Motoring: MAZDA2 has taken the long road to North America
While competitors like Toyota, Honda, Nissan and Hyundai have been selling cars in what is known as the B-class segment for years now, Mazda North America had stayed away from it — until now. Their absence from this segment didn't make sense, because in the Asian and European markets, the MAZDA2 has existed for some time.
The 2011 MAZDA2, which went on sale in Canada in July, is actually the fifth-generation model of this B-segment car. While this is an all-new model for Canadians, this generation of the MAZDA2 first went on sale in Japan back in 2007.
While aesthetically not much has changed since its inception, Mazda has made quite a few changes to ensure the car will work on our roads and in our climate, such as installing different suspension and damper settings to better cope with some of our concrete highways. There is a Dynamic Stability Control system that is unique for the North American market, plus six airbags to keep you in one piece in case of an accident.
The most interesting thing is, despite all the new equipment, the 2011 MAZDA2 is 100 kg lighter than its 2007 model. Its total weight is 1043 kg (with manual gearbox), which makes it the lightest car in its class. How they accomplished this is through clever engineering. Mazda wanted this car to be light, but did not want to compromise on safety. To save weight, they looked at lighter suspension components, lighter speakers for the stereo, lighter gear-selector module, optimized wiring harness layout and lighter hinges to get to the weight target they had set out for. Why? Because weight is crucial for a small car with a small engine. The lighter the car, the better fuel mileage it will have and the more nimble it will be — two things people look for in a zippy urban runabout.
But Mazda has always been about “Zoom-Zoom.” So how much zoom do you get from a car that has an engine displacing just 1.5-litres and produces just 100 hp and 98 lb/ft of torque?
Not much. This car might be light, but it's also not what anyone would call fast. Zero-100 km/h takes about 10.2 seconds with the manual, 12.1 seconds with the automatic. That means most minivans will leave you in their dust. But somehow this car doesn't feel deathly slow.

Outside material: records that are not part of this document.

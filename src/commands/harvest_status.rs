use anyhow::Result;

use crate::commands::CommandReport;
use crate::env_loader::unknown_harvest_env_keys;
use crate::harvest::clock::format_timestamp;
use crate::harvest::config::load_config;
use crate::harvest::cursor::CursorFile;
use crate::harvest::history::HistoryStore;
use crate::harvest::paths::resolve_paths;

pub fn run() -> Result<CommandReport> {
    let paths = resolve_paths()?;
    let mut report = CommandReport::new("status");

    report.detail(format!("harvest_home={}", paths.harvest_home.display()));
    report.detail(format!("state_dir={}", paths.state_dir.display()));
    report.detail(format!("history_file={}", paths.history_file.display()));
    report.detail(format!("logs_dir={}", paths.logs_dir.display()));

    match load_config(&paths) {
        Ok(cfg) => {
            report.detail(format!("feed.archive_url={}", cfg.feed.archive_url));
            report.detail(format!("feed.source_url={}", cfg.feed.source_url));
            report.detail(format!(
                "feed.request_timeout_secs={}",
                cfg.feed.request_timeout_secs
            ));
            report.detail(format!("geocode.enabled={}", cfg.geocode.enabled));
            report.detail(format!("geocode.lookup_url={}", cfg.geocode.lookup_url));
            report.detail(format!("poll.back_track_mins={}", cfg.poll.back_track_mins));
            report.detail(format!("poll.buffer_mins={}", cfg.poll.buffer_mins));
            report.detail(format!("poll.retention_hours={}", cfg.poll.retention_hours));
            report.detail(format!("poll.timezone={}", cfg.poll.timezone));
        }
        Err(err) => report.issue(format!("config: {err:#}")),
    }

    match CursorFile::new(paths.cursor_file()).read() {
        Ok(Some(cursor)) => report.detail(format!(
            "cursor.next_tick={}",
            format_timestamp(cursor.last_processed_time())
        )),
        Ok(None) => report.detail("cursor.next_tick=unset (first run back-tracks)"),
        Err(err) => report.issue(format!("cursor: {err}")),
    }

    match HistoryStore::load(&paths.history_file) {
        Ok(store) if store.is_empty() => {
            report.detail("incidents=0");
            report.detail("history.last_update=none");
        }
        Ok(store) => {
            report.detail(format!("incidents={}", store.len()));
            let with_district = store
                .iter()
                .filter(|(_, record)| record.district.is_some())
                .count();
            report.detail(format!("incidents.with_district={with_district}"));
            let latest = store
                .iter()
                .map(|(_, record)| record.last_update.as_str())
                .max()
                .unwrap_or_default();
            report.detail(format!("history.last_update={latest}"));
        }
        Err(err) => report.issue(format!("history: {err}")),
    }

    for key in unknown_harvest_env_keys() {
        report.issue(format!("unknown environment variable {key}"));
    }

    Ok(report)
}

What came as a huge surprise, though, were its manners on the highway. Most small cars feel tired and noisy on the highway and their stability at high speeds is not very encouraging. I drove the MAZDA2 on the highways quite a lot, and found its manners to be excellent. Only thing I wished for was a sixth gear to calm the engine revs at highway speeds. Also worth noting is the lack of wind noise at highway speeds, possibly the best in its class.
Adding to its comfort are its seats, which are nicely padded. Sure they won't offer you Rolls Royce levels of comfort, but they don't feel bargain basement either.
Part of its comfort came due to its excellent ride. Mazda has worked its suspension set-up to not only make it handle well, but also absorb the bumps. Most small cars can rattle your fillings out, but the MADZA2 took all the bumps in its stride and left my smile intact.
This front-wheel drive hatchback also zips around corners quite well, thanks to its electric power steering system, similar to the one used in their RX-8 sports car.
So while the MAZDA2 might not be the most powerful car in its class, it is probably the most fun to drive.
Need space? Well there is a decent amount of that available in its cabin. Legroom both front and back is adequate and its deep trunk is one of the biggest in its class. Also remember that the rear seats fold down for extra cargo space.
So it's good to drive and has lots of room, but what if you are into gadgets, will the MAZDA2 satisfy your needs? It can, depending on your budget because not much comes as standard. Things like the factory fitted Bluetooth hands-free system and a Pioneer multimedia system are available on the accessories list.
If you like to dress up your car in eyesore decals, you're in luck; you can choose from a variety of decals on offer for the side of the car from Mazda themselves. They call them “Mazda Skins” and this option is unique to Canada. How many Canadians will end up spending money on this accessory remains to be seen.
As for buying the car, it is quite affordable. Prices for the MAZDA2 GX start at $13,995. An automatic gearbox can be added for $1,100, and A/C can be added for another $1,195. If you want power mirrors, keyless entry, four speakers for the stereo (base car comes with just two), cruise control, trip computer, exterior temperature gauge and steering wheel mounted audio controls, they are all included in the “Convenience Package” for $895.
So it won't break the bank to buy, and it certainly won't break you to run. Mazda claims it will achieve 7.5-litres/100km in the city and just 6.0-litres/100km on the highway (for the automatic). I had averaged 6.8-litres/100km in my week, so these figures are quite accurate.
The MAZDA2 has already been a global hit thus far. The new model was crowned “World Car of the Year” back in 2008. Whether it will be a sales success in North America is yet to be seen. It might not be revolutionary enough to make people sit up and pay attention, and it might not even cause its competition sleepless nights, but if you are in the market for a small, economical car, the MAZDA2 should certainly be on your shopping list, perhaps even on the top.